In the State election of December, 1877, the new constitution was overwhelmingly adopted, and will remain for generations the organic law of the Empire State of the South.
CHAPTER XXIX.
DOMESTIC LIFE OF TOOMBS.
There never was a public man in America whose home life was more beautiful or more tender than that of Robert Toombs. As great as were his public virtues, his lofty character, and abilities, his domestic virtues were more striking still. He was a man who loved his family. In 1830 he was married to Julia A. Dubose, with whom he lived, a model and devoted husband, for more than fifty years. She was a lady of rare personal beauty, attractive manners, and common sense. She shared his early struggles, and watched the lawyer grow into the statesman and the leader with unflagging confidence and love.
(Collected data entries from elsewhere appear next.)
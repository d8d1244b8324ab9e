use ethers::types::{Address, Bytes, U256};

/// What a caller wants sent, before a signer, nonce and gas are chosen
#[derive(Debug, Clone, PartialEq, Eq)]
pub struct TransactionIntent {
    pub to: Address,
    pub data: Bytes,
    pub value: U256,
    /// Sign from this pool address instead of any funded one
    pub from: Option<Address>,
}

impl TransactionIntent {
    /// A contract call paid for by any funded pool account
    pub fn call(to: Address, data: impl Into<Bytes>) -> Self {
        Self {
            to,
            data: data.into(),
            value: U256::zero(),
            from: None,
        }
    }

    /// A plain native-currency transfer
    pub fn native(to: Address, value: U256) -> Self {
        Self {
            to,
            data: Bytes::default(),
            value,
            from: None,
        }
    }

    pub fn with_signer(mut self, address: Address) -> Self {
        self.from = Some(address);
        self
    }

    /// Native transfers skip gas estimation
    pub fn is_native(&self) -> bool {
        self.data.is_empty()
    }
}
There was never a time that he would not leave his practice or his public life to devote himself to her. His heart yearned for her during his long separation in Washington, when, during the debate upon the great Compromise measures of 1850, he wrote that he would rather see her than "save the State." He considered her in a thousand ways. He never disappointed her in coming home, but, when traveling, always returned when it was possible, just at the time he had promised. During the exciting scenes attending his first election to the United States Senate, he writes that he feels too little interest in the result perhaps for his success, and longs to be at home. Political honors did not draw him away from his devotion to this good woman. He never neglected her in the smallest way. His attentions were as pointed and courtly in her last days as when they were bright-faced boy and girl, lovers and cousins, in the twenties. During his labors in the constitutional convention of 1877, he one day wore upon his lapel a flower she had placed there, and stopping in his speech, paid fitting tribute to the pure emblem of a woman's love. A man of great deeds and great temptations, of great passions and of glaring faults, he never swerved in loyalty to his wedded love, and no influence ever divided his allegiance there. Writing to her on May 15, 1853, while he was United States Senator, he says:
My Dear Julia:
This is your birthday, which you bid me remember, and this letter will show you that I have not forgotten it. To-day Gus Baldwin and Dr. Harbin dropped in to dinner, and we drank your good health and many more returns in health and happiness of the 15th of May. I did not tell them that you were forty, for it might be that some time or other you would not care to have them know it, and I am sure they would never suspect it unless told. In truth I can scarcely realize it myself, as you are the same lovely and loving, true-hearted woman to me, that you were when I made you my bride, nearly twenty-three years ago. There is no other change except the superior loveliness of the full blown over the budding rose. I have thrown my mind this quiet Sunday evening over that large segment of human life (twenty-three years) since we were married, and whatever of happiness memory has treasured up clusters around you. In life's struggle I have been what men call fortunate. I have won its wealth and its honors, but I have won them by labor, and toil, and strife, whose memory saddens even success; but the pure joys of wedded love leave none but pleasant recollections which one can dwell upon with delight. These thoughts are dearer to me than to most men, because I know for whatever success in life I may have had, whatever evil I may have avoided, or whatever good I may have done, I am mainly indebted to the beautiful, pure, true-hearted little black-eyed girl, who on the 18th of November, 1830, came trustingly to my arms, the sweetest and dearest of wives. You need not fear, therefore, that I shall forget your birthday. That and our bridal-day are the brightest in my calendar, and memory will not easily part with them.
Yours,
Toombs.
So well known was this domestic trait of Mr. Toombs that Bishop Beckwith of Georgia, in delivering his funeral sermon, declared that "no knight, watching his sword before the altar, ever made a holier, truer, or purer vow than when Robert Toombs stood at the marriage altar more than fifty years ago. The fire that burned upon the altar of his home remained as pure and unfailing as the perpetual offering of Jerusalem."